(Collected data entries)
########

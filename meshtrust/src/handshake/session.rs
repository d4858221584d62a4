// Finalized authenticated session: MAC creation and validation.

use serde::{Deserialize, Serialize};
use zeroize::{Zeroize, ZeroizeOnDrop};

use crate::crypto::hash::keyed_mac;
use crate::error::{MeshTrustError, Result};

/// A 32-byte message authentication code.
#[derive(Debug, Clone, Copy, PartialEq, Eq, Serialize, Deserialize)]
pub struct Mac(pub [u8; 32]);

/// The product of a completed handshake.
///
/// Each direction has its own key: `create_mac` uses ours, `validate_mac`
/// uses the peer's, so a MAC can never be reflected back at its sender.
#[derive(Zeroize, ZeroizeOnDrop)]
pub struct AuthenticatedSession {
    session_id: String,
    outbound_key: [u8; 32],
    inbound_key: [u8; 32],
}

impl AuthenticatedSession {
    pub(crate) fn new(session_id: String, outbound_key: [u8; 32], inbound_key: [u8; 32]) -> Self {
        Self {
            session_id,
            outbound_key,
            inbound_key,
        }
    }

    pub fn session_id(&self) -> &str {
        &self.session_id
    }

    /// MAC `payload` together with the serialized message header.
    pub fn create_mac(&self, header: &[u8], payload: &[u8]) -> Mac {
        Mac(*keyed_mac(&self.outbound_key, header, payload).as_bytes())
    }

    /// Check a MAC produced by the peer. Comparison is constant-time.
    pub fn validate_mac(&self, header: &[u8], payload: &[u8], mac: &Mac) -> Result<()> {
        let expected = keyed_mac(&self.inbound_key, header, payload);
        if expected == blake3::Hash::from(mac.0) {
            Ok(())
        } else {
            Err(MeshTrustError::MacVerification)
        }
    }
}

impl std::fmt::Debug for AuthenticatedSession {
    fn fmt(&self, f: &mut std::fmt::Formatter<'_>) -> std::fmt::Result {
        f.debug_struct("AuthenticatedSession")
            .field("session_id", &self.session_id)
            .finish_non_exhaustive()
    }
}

########

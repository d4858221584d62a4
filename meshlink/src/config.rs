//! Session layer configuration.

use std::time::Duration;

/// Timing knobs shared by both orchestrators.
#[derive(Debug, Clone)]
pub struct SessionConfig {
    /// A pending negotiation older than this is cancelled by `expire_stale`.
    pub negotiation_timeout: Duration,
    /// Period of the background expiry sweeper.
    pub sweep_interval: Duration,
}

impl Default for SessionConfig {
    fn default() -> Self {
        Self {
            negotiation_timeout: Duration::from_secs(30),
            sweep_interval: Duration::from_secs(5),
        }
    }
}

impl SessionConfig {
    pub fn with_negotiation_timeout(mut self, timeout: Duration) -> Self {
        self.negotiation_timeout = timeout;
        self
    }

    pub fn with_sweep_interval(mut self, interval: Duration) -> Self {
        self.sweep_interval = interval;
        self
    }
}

########

Directions for this task: The lines above from the one with "filename meshtrust/src/handshake/session.rs" through the one with "message authentication code." are to be duplicated exactly, ends included, with nothing added.

Result:
filename meshtrust/src/handshake/session.rs
repository d4858221584d62a4
// Finalized authenticated session: MAC creation and validation.

use serde::{Deserialize, Serialize};
use zeroize::{Zeroize, ZeroizeOnDrop};

use crate::crypto::hash::keyed_mac;
use crate::error::{MeshTrustError, Result};

/// A 32-byte message authentication code.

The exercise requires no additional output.